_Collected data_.
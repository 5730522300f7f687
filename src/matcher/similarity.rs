use crate::normalizer::BrandAliasTable;
use std::collections::HashMap;
use rapidfuzz::fuzz;

pub const MAX_SIMILARITY: f64 = 100.0;

/// Model strings with brand tokens removed, keyed by the raw text. Grows for the
/// lifetime of the engine that owns it.
#[derive(Debug, Default)]
pub struct BrandCleanCache {
    cleaned: HashMap<String, String>,
}

impl BrandCleanCache {
    pub fn new() -> Self {
        Self::default()
    }

    pub fn len(&self) -> usize {
        self.cleaned.len()
    }

    pub fn clean(&mut self, brands: &BrandAliasTable, text: &str) -> String {
        if let Some(cleaned) = self.cleaned.get(text) {
            return cleaned.clone();
        }
        let cleaned = brands.strip_brand_tokens(text);
        self.cleaned.insert(text.to_string(), cleaned.clone());
        cleaned
    }
}

/// Case-insensitive similarity of two model strings without their brand tokens,
/// on a 0..=100 scale. InDel ratio: `2 * lcs / (len_a + len_b)`, so an extra
/// suffix ("fe", "max") costs less than a substituted character.
pub fn model_similarity(
    cache: &mut BrandCleanCache,
    brands: &BrandAliasTable,
    left: &str,
    right: &str,
) -> f64 {
    let left = cache.clean(brands, left);
    let right = cache.clean(brands, right);
    if left == right {
        return MAX_SIMILARITY;
    }
    fuzz::ratio(left.chars(), right.chars()) * MAX_SIMILARITY
}
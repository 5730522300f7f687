// Matcher module: scoring supplier items against the store catalog.

pub mod engine;
pub mod similarity;

pub use engine::{Matcher, MatchingEngine};
pub use similarity::BrandCleanCache;
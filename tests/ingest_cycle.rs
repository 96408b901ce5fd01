//! End-to-end ingestion cycles: real HTTP fetches against wiremock, real
//! parsing and normalization, and an in-memory store double behind the
//! public `IngestStore` trait. No Postgres instance is required.

use std::collections::HashMap;
use std::sync::atomic::{AtomicUsize, Ordering};
use std::sync::{Arc, Mutex};

use async_trait::async_trait;
use uuid::Uuid;
use wiremock::matchers::{method, path};
use wiremock::{Mock, MockServer, ResponseTemplate};

use newswire::domain::{Article, ArticleFilters, Category, Feed, FeedFilters, Provider};
use newswire::feed::{Crawler, HttpFetcher};
use newswire::service::IngestService;
use newswire::storage::{ArticleRecord, FeedRecord, IngestSession, IngestStore, StoreError, TxWork};

// ============================================================================
// In-memory store double
// ============================================================================

#[derive(Debug, Clone)]
struct FeedMeta {
    id: Uuid,
    category: Category,
    provider: Provider,
}

#[derive(Debug, Clone, Default)]
struct MemState {
    feeds: HashMap<String, FeedMeta>,        // feed_link -> meta
    articles: HashMap<String, (Uuid, Uuid)>, // guid -> (id, feed_id)
}

/// Upsert-by-natural-key store with snapshot/commit transaction semantics.
#[derive(Default)]
struct MemoryStore {
    committed: Mutex<MemState>,
    transactions: AtomicUsize,
}

impl MemoryStore {
    fn state(&self) -> MemState {
        self.committed.lock().unwrap().clone()
    }
}

struct MemorySession {
    staged: MemState,
}

#[async_trait]
impl IngestSession for MemorySession {
    async fn upsert_feed(&mut self, feed: &Feed) -> Result<Uuid, StoreError> {
        let meta = self
            .staged
            .feeds
            .entry(feed.feed_link.clone())
            .or_insert_with(|| FeedMeta {
                id: Uuid::new_v4(),
                category: feed.category,
                provider: feed.provider,
            });
        Ok(meta.id)
    }

    async fn upsert_article(&mut self, article: &Article, feed_id: Uuid) -> Result<Uuid, StoreError> {
        let entry = self
            .staged
            .articles
            .entry(article.guid.clone())
            .or_insert_with(|| (Uuid::new_v4(), feed_id));
        Ok(entry.0)
    }
}

#[async_trait]
impl IngestStore for MemoryStore {
    async fn run_in_transaction(&self, work: &TxWork) -> Result<(), StoreError> {
        self.transactions.fetch_add(1, Ordering::SeqCst);
        let mut session = MemorySession {
            staged: self.state(),
        };
        work(&mut session as &mut dyn IngestSession).await?;
        *self.committed.lock().unwrap() = session.staged;
        Ok(())
    }

    async fn select_feeds(&self, _: &FeedFilters) -> Result<Vec<FeedRecord>, StoreError> {
        Ok(Vec::new())
    }

    async fn select_articles(&self, _: &ArticleFilters) -> Result<Vec<ArticleRecord>, StoreError> {
        Ok(Vec::new())
    }
}

// ============================================================================
// Helpers
// ============================================================================

fn rss_body(title: &str, guids: &[&str]) -> String {
    let items: String = guids
        .iter()
        .map(|guid| {
            format!(
                "<item><guid>{guid}</guid><title>Story {guid}</title>\
                 <link>https://example.com/{guid}</link></item>"
            )
        })
        .collect();
    format!(
        r#"<?xml version="1.0"?>
<rss version="2.0"><channel><title>{title}</title>{items}</channel></rss>"#
    )
}

async fn mount_feed(server: &MockServer, route: &str, body: String) {
    Mock::given(method("GET"))
        .and(path(route))
        .respond_with(
            ResponseTemplate::new(200)
                .set_body_string(body)
                .insert_header("Content-Type", "application/xml"),
        )
        .mount(server)
        .await;
}

fn service_for(store: Arc<MemoryStore>, sources: Vec<String>) -> IngestService {
    let fetcher = Arc::new(HttpFetcher::new(reqwest::Client::new()));
    IngestService::new(store, Crawler::new(fetcher, sources))
}

// ============================================================================
// Tests
// ============================================================================

#[tokio::test]
async fn test_cycle_ingests_all_sources_and_is_idempotent() {
    let server = MockServer::start().await;
    mount_feed(&server, "/bbc/uk/rss.xml", rss_body("BBC UK", &["u1", "u2"])).await;
    mount_feed(&server, "/sky/technology/rss.xml", rss_body("Sky Tech", &["t1"])).await;

    let store = Arc::new(MemoryStore::default());
    let service = service_for(
        Arc::clone(&store),
        vec![
            format!("{}/bbc/uk/rss.xml", server.uri()),
            format!("{}/sky/technology/rss.xml", server.uri()),
        ],
    );

    let summary = service.run_crawl_cycle().await.unwrap();
    assert_eq!(summary.feeds, 2);
    assert_eq!(summary.articles, 3);

    let first = store.state();
    assert_eq!(first.feeds.len(), 2);
    assert_eq!(first.articles.len(), 3);

    // Unchanged remote content: the second cycle converges on the same rows.
    service.run_crawl_cycle().await.unwrap();
    let second = store.state();
    assert_eq!(second.feeds.len(), first.feeds.len());
    assert_eq!(second.articles.len(), first.articles.len());
    assert_eq!(store.transactions.load(Ordering::SeqCst), 2);
}

#[tokio::test]
async fn test_category_and_provider_inferred_from_source_urls() {
    let server = MockServer::start().await;
    mount_feed(&server, "/bbc/uk/rss.xml", rss_body("BBC UK", &["u1"])).await;
    mount_feed(&server, "/plain/rss.xml", rss_body("Plain", &["p1"])).await;

    let store = Arc::new(MemoryStore::default());
    let bbc_url = format!("{}/bbc/uk/rss.xml", server.uri());
    let plain_url = format!("{}/plain/rss.xml", server.uri());
    let service = service_for(Arc::clone(&store), vec![bbc_url.clone(), plain_url.clone()]);

    service.run_crawl_cycle().await.unwrap();

    let state = store.state();
    let bbc = &state.feeds[&bbc_url];
    assert_eq!(bbc.category, Category::Uk);
    assert_eq!(bbc.provider, Provider::Bbc);

    let plain = &state.feeds[&plain_url];
    assert_eq!(plain.category, Category::Unknown);
    assert_eq!(plain.provider, Provider::Unknown);
}

#[tokio::test]
async fn test_failing_source_aborts_cycle_without_persisting() {
    let server = MockServer::start().await;
    mount_feed(&server, "/good-a/rss.xml", rss_body("A", &["a1"])).await;
    mount_feed(&server, "/good-c/rss.xml", rss_body("C", &["c1"])).await;
    // /missing/rss.xml is not mounted and returns 404.

    let store = Arc::new(MemoryStore::default());
    let missing_url = format!("{}/missing/rss.xml", server.uri());
    let service = service_for(
        Arc::clone(&store),
        vec![
            format!("{}/good-a/rss.xml", server.uri()),
            missing_url.clone(),
            format!("{}/good-c/rss.xml", server.uri()),
        ],
    );

    let err = service.run_crawl_cycle().await.unwrap_err();

    assert!(err.to_string().contains(&missing_url), "error should name the bad source");
    let state = store.state();
    assert!(state.feeds.is_empty(), "nothing from the healthy sources may land");
    assert!(state.articles.is_empty());
    assert_eq!(store.transactions.load(Ordering::SeqCst), 0);
}
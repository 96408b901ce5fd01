//! HTTP listing API over the persisted feeds and articles, plus the share
//! endpoint. Thin by design: parse filters, delegate, shape JSON.

use std::str::FromStr;
use std::sync::Arc;

use axum::extract::{Query, State};
use axum::http::StatusCode;
use axum::response::{IntoResponse, Response};
use axum::routing::{get, post};
use axum::{Json, Router};
use serde::Deserialize;
use serde_json::json;
use tower_http::trace::TraceLayer;

use crate::domain::{ArticleFilters, Category, FeedFilters, Provider};
use crate::service::{IngestService, ServiceError};
use crate::social::{Medium, SocialService};

/// Shared handler state.
pub struct AppState {
    pub ingest: Arc<IngestService>,
    /// Absent when no social credentials are configured.
    pub social: Option<Arc<SocialService>>,
}

pub fn router(state: Arc<AppState>) -> Router {
    Router::new()
        .route("/healthz", get(healthz))
        .route("/feeds", get(list_feeds))
        .route("/articles", get(list_articles))
        .route("/share", post(share))
        .layer(TraceLayer::new_for_http())
        .with_state(state)
}

// ============================================================================
// Error envelope
// ============================================================================

/// JSON error response: status code plus a `message` body.
#[derive(Debug)]
pub struct ApiError {
    code: StatusCode,
    message: String,
}

impl ApiError {
    fn bad_request(message: impl Into<String>) -> Self {
        Self {
            code: StatusCode::BAD_REQUEST,
            message: message.into(),
        }
    }
}

impl IntoResponse for ApiError {
    fn into_response(self) -> Response {
        (self.code, Json(json!({ "message": self.message }))).into_response()
    }
}

impl From<ServiceError> for ApiError {
    fn from(err: ServiceError) -> Self {
        tracing::error!(error = %err, "request failed");
        Self {
            code: StatusCode::INTERNAL_SERVER_ERROR,
            message: "internal error".to_string(),
        }
    }
}

// ============================================================================
// Handlers
// ============================================================================

async fn healthz() -> impl IntoResponse {
    Json(json!({ "status": "ok" }))
}

/// Comma-separated list filters, e.g. `?categories=UK,Technology&limit=20`.
#[derive(Debug, Default, Deserialize)]
struct ListParams {
    categories: Option<String>,
    providers: Option<String>,
    limit: Option<u64>,
    offset: Option<u64>,
}

impl ListParams {
    fn categories(&self) -> Result<Vec<Category>, ApiError> {
        parse_names(self.categories.as_deref(), Category::from_name, "category")
    }

    fn providers(&self) -> Result<Vec<Provider>, ApiError> {
        parse_names(self.providers.as_deref(), Provider::from_name, "provider")
    }
}

fn parse_names<T>(
    raw: Option<&str>,
    parse: fn(&str) -> Option<T>,
    kind: &str,
) -> Result<Vec<T>, ApiError> {
    let Some(raw) = raw else {
        return Ok(Vec::new());
    };

    raw.split(',')
        .map(str::trim)
        .filter(|name| !name.is_empty())
        .map(|name| parse(name).ok_or_else(|| ApiError::bad_request(format!("unknown {kind}: {name}"))))
        .collect()
}

async fn list_feeds(
    State(state): State<Arc<AppState>>,
    Query(params): Query<ListParams>,
) -> Result<impl IntoResponse, ApiError> {
    let filters = FeedFilters {
        categories: params.categories()?,
        providers: params.providers()?,
        limit: params.limit,
        offset: params.offset,
    };

    let feeds = state.ingest.list_feeds(&filters).await?;
    Ok(Json(json!({ "feeds": feeds })))
}

async fn list_articles(
    State(state): State<Arc<AppState>>,
    Query(params): Query<ListParams>,
) -> Result<impl IntoResponse, ApiError> {
    let filters = ArticleFilters {
        categories: params.categories()?,
        providers: params.providers()?,
        limit: params.limit,
        offset: params.offset,
    };

    let articles = state.ingest.list_articles(&filters).await?;
    Ok(Json(json!({ "articles": articles })))
}

#[derive(Debug, Deserialize)]
struct ShareRequest {
    article_link: String,
    medium: String,
}

async fn share(
    State(state): State<Arc<AppState>>,
    Json(request): Json<ShareRequest>,
) -> Result<impl IntoResponse, ApiError> {
    let Some(social) = state.social.as_ref() else {
        return Err(ApiError {
            code: StatusCode::SERVICE_UNAVAILABLE,
            message: "social sharing is not configured".to_string(),
        });
    };

    let medium = Medium::from_str(&request.medium)
        .map_err(|e| ApiError::bad_request(e.to_string()))?;

    social.share(&request.article_link, medium).await.map_err(|e| {
        tracing::error!(error = %e, "share failed");
        ApiError {
            code: StatusCode::BAD_GATEWAY,
            message: "share failed".to_string(),
        }
    })?;

    Ok(StatusCode::ACCEPTED)
}

#[cfg(test)]
mod tests {
    use super::*;

    #[test]
    fn test_parse_names_splits_and_trims() {
        let categories = parse_names(Some("UK, Technology"), Category::from_name, "category").unwrap();
        assert_eq!(categories, vec![Category::Uk, Category::Technology]);
    }

    #[test]
    fn test_parse_names_empty_segments_ignored() {
        let categories = parse_names(Some("UK,,"), Category::from_name, "category").unwrap();
        assert_eq!(categories, vec![Category::Uk]);
    }

    #[test]
    fn test_parse_names_absent_means_no_filter() {
        let providers = parse_names(None, Provider::from_name, "provider").unwrap();
        assert!(providers.is_empty());
    }

    #[test]
    fn test_parse_names_rejects_unknown() {
        let err = parse_names(Some("BBC,Reuters"), Provider::from_name, "provider").unwrap_err();
        assert_eq!(err.code, StatusCode::BAD_REQUEST);
        assert!(err.message.contains("Reuters"));
    }
}
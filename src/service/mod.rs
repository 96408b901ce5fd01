//! Ingestion coordination: one crawl cycle = fetch everything, then
//! persist the whole batch in a single transaction.

use std::sync::Arc;

use thiserror::Error;

use crate::domain::{ArticleFilters, FeedFilters};
use crate::feed::{CrawlError, Crawler};
use crate::storage::{self, ArticleRecord, FeedRecord, IngestSession, IngestStore, StoreError};

/// Errors surfaced by one crawl cycle or a listing call.
#[derive(Debug, Error)]
pub enum ServiceError {
    #[error(transparent)]
    Crawl(#[from] CrawlError),
    #[error(transparent)]
    Store(#[from] StoreError),
}

/// What one successful cycle covered.
#[derive(Debug, Clone, Copy, Default)]
pub struct CycleSummary {
    pub feeds: usize,
    pub articles: usize,
}

/// Drives crawl cycles and exposes read accessors over the persisted data.
pub struct IngestService {
    store: Arc<dyn IngestStore>,
    crawler: Crawler,
}

impl IngestService {
    pub fn new(store: Arc<dyn IngestStore>, crawler: Crawler) -> Self {
        Self { store, crawler }
    }

    /// Runs one full crawl cycle: fetch all sources, then upsert the batch
    /// under one serializable transaction.
    ///
    /// The cycle is atomic end to end. A fetch failure returns before
    /// anything touches the store; a persistence failure rolls the whole
    /// batch back. Re-running against unchanged sources converges on the
    /// same rows because both upserts key on natural identifiers.
    pub async fn run_crawl_cycle(&self) -> Result<CycleSummary, ServiceError> {
        let batch = self.crawler.crawl().await?;

        let summary = CycleSummary {
            feeds: batch.len(),
            articles: batch.iter().map(|f| f.articles.len()).sum(),
        };
        tracing::info!(feeds = summary.feeds, articles = summary.articles, "crawl complete");

        if batch.is_empty() {
            return Ok(summary);
        }

        // The work unit owns the batch through an Arc so the conflict-retry
        // loop can re-invoke it with a fresh session.
        let batch = Arc::new(batch);
        let work = storage::tx_work(move |session: &mut dyn IngestSession| {
            let batch = Arc::clone(&batch);
            Box::pin(async move {
                for feed in batch.iter() {
                    let feed_id = session.upsert_feed(feed).await?;
                    for article in &feed.articles {
                        session.upsert_article(article, feed_id).await?;
                    }
                }
                Ok(())
            })
        });
        self.store.run_in_transaction(&work).await?;

        Ok(summary)
    }

    /// Persisted feeds, newest first.
    pub async fn list_feeds(&self, filters: &FeedFilters) -> Result<Vec<FeedRecord>, ServiceError> {
        Ok(self.store.select_feeds(filters).await?)
    }

    /// Persisted articles, newest first by publish then creation time.
    pub async fn list_articles(&self, filters: &ArticleFilters) -> Result<Vec<ArticleRecord>, ServiceError> {
        Ok(self.store.select_articles(filters).await?)
    }
}
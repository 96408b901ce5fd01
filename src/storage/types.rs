use chrono::{DateTime, Utc};
use serde::Serialize;
use thiserror::Error;
use uuid::Uuid;

use crate::domain::{Category, Provider};

// ============================================================================
// Error Types
// ============================================================================

/// Postgres SQLSTATE for a serialization failure under SERIALIZABLE.
const PG_SERIALIZATION_FAILURE: &str = "40001";
/// Postgres SQLSTATE for a unique constraint violation.
const PG_UNIQUE_VIOLATION: &str = "23505";

/// Persistence errors, classified so the retry loop can tell transient
/// serialization conflicts apart from everything else.
#[derive(Debug, Error)]
pub enum StoreError {
    /// Unique-key violation reached outside the upsert path.
    #[error("row already exists (constraint {0})")]
    AlreadyExists(String),

    /// Concurrent serializable transactions could not be ordered.
    /// Retryable; callers only see it once the retry budget is spent.
    #[error("serialization conflict: {0}")]
    SerializationConflict(String),

    /// Any other driver failure. Never retried.
    #[error("database error: {0}")]
    Database(#[source] sqlx::Error),

    /// Schema migration failed at startup.
    #[error("migration failed: {0}")]
    Migration(String),
}

impl StoreError {
    /// Classifies a sqlx error by its Postgres SQLSTATE.
    pub(crate) fn from_sqlx(err: sqlx::Error) -> Self {
        if let sqlx::Error::Database(db) = &err {
            match db.code().as_deref() {
                Some(PG_SERIALIZATION_FAILURE) => {
                    return StoreError::SerializationConflict(db.message().to_string());
                }
                Some(PG_UNIQUE_VIOLATION) => {
                    let constraint = db.constraint().unwrap_or("unknown").to_string();
                    return StoreError::AlreadyExists(constraint);
                }
                _ => {}
            }
        }
        StoreError::Database(err)
    }

    pub fn is_serialization_conflict(&self) -> bool {
        matches!(self, StoreError::SerializationConflict(_))
    }
}

// ============================================================================
// Persisted records
// ============================================================================

/// A feed row as stored, with its server-assigned identity.
#[derive(Debug, Clone, Serialize)]
pub struct FeedRecord {
    pub id: Uuid,
    pub title: String,
    pub description: String,
    pub link: String,
    pub feed_link: String,
    pub category: Category,
    pub provider: Provider,
    pub language: String,
    pub created_at: DateTime<Utc>,
    pub updated_at: Option<DateTime<Utc>>,
}

/// An article row as stored.
///
/// The GUID is a dedup key, not content; it stays out of API responses.
#[derive(Debug, Clone, Serialize)]
pub struct ArticleRecord {
    pub id: Uuid,
    pub feed_id: Uuid,
    #[serde(skip_serializing)]
    pub guid: String,
    pub title: String,
    pub description: String,
    pub link: String,
    pub thumbnail_url: String,
    pub published_at: Option<DateTime<Utc>>,
    pub created_at: DateTime<Utc>,
    pub updated_at: Option<DateTime<Utc>>,
}

// ============================================================================
// Row types (sqlx FromRow, converted via into_record)
// ============================================================================

#[derive(Debug, sqlx::FromRow)]
pub(crate) struct FeedRow {
    pub id: Uuid,
    pub title: String,
    pub description: String,
    pub link: String,
    pub feed_link: String,
    pub category: String,
    pub provider: String,
    pub language: String,
    pub created_at: DateTime<Utc>,
    pub updated_at: Option<DateTime<Utc>>,
}

impl FeedRow {
    pub(crate) fn into_record(self) -> FeedRecord {
        FeedRecord {
            id: self.id,
            title: self.title,
            description: self.description,
            link: self.link,
            feed_link: self.feed_link,
            category: Category::from_name(&self.category).unwrap_or(Category::Unknown),
            provider: Provider::from_name(&self.provider).unwrap_or(Provider::Unknown),
            language: self.language,
            created_at: self.created_at,
            updated_at: self.updated_at,
        }
    }
}

#[derive(Debug, sqlx::FromRow)]
pub(crate) struct ArticleRow {
    pub id: Uuid,
    pub feed_id: Uuid,
    pub guid: String,
    pub title: String,
    pub description: String,
    pub link: String,
    pub thumbnail_url: String,
    pub published_at: Option<DateTime<Utc>>,
    pub created_at: DateTime<Utc>,
    pub updated_at: Option<DateTime<Utc>>,
}

impl ArticleRow {
    pub(crate) fn into_record(self) -> ArticleRecord {
        ArticleRecord {
            id: self.id,
            feed_id: self.feed_id,
            guid: self.guid,
            title: self.title,
            description: self.description,
            link: self.link,
            thumbnail_url: self.thumbnail_url,
            published_at: self.published_at,
            created_at: self.created_at,
            updated_at: self.updated_at,
        }
    }
}
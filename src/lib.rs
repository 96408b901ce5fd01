//! newswire: a concurrent RSS/Atom aggregation service.
//!
//! A fixed set of feed sources is crawled on an interval, normalized into
//! a canonical feed/article model, and upserted into Postgres under a
//! single serializable transaction per cycle. Re-crawling converges on the
//! same rows instead of duplicating them.

pub mod config;
pub mod domain;
pub mod feed;
pub mod server;
pub mod service;
pub mod social;
pub mod storage;
pub mod util;
pub mod worker;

_Your assignment_. Please print exactly what appears from the first line of the data through the line with "self.cleaned.insert(text.to_string(), cleaned.clone());", including both of those lines and nothing past them.

_Task result_.
repository 5730522300f7f687
filename src/matcher/similarity.rs
use crate::normalizer::BrandAliasTable;
use std::collections::HashMap;
use rapidfuzz::fuzz;

pub const MAX_SIMILARITY: f64 = 100.0;

/// Model strings with brand tokens removed, keyed by the raw text. Grows for the
/// lifetime of the engine that owns it.
#[derive(Debug, Default)]
pub struct BrandCleanCache {
    cleaned: HashMap<String, String>,
}

impl BrandCleanCache {
    pub fn new() -> Self {
        Self::default()
    }

    pub fn len(&self) -> usize {
        self.cleaned.len()
    }

    pub fn clean(&mut self, brands: &BrandAliasTable, text: &str) -> String {
        if let Some(cleaned) = self.cleaned.get(text) {
            return cleaned.clone();
        }
        let cleaned = brands.strip_brand_tokens(text);
        self.cleaned.insert(text.to_string(), cleaned.clone());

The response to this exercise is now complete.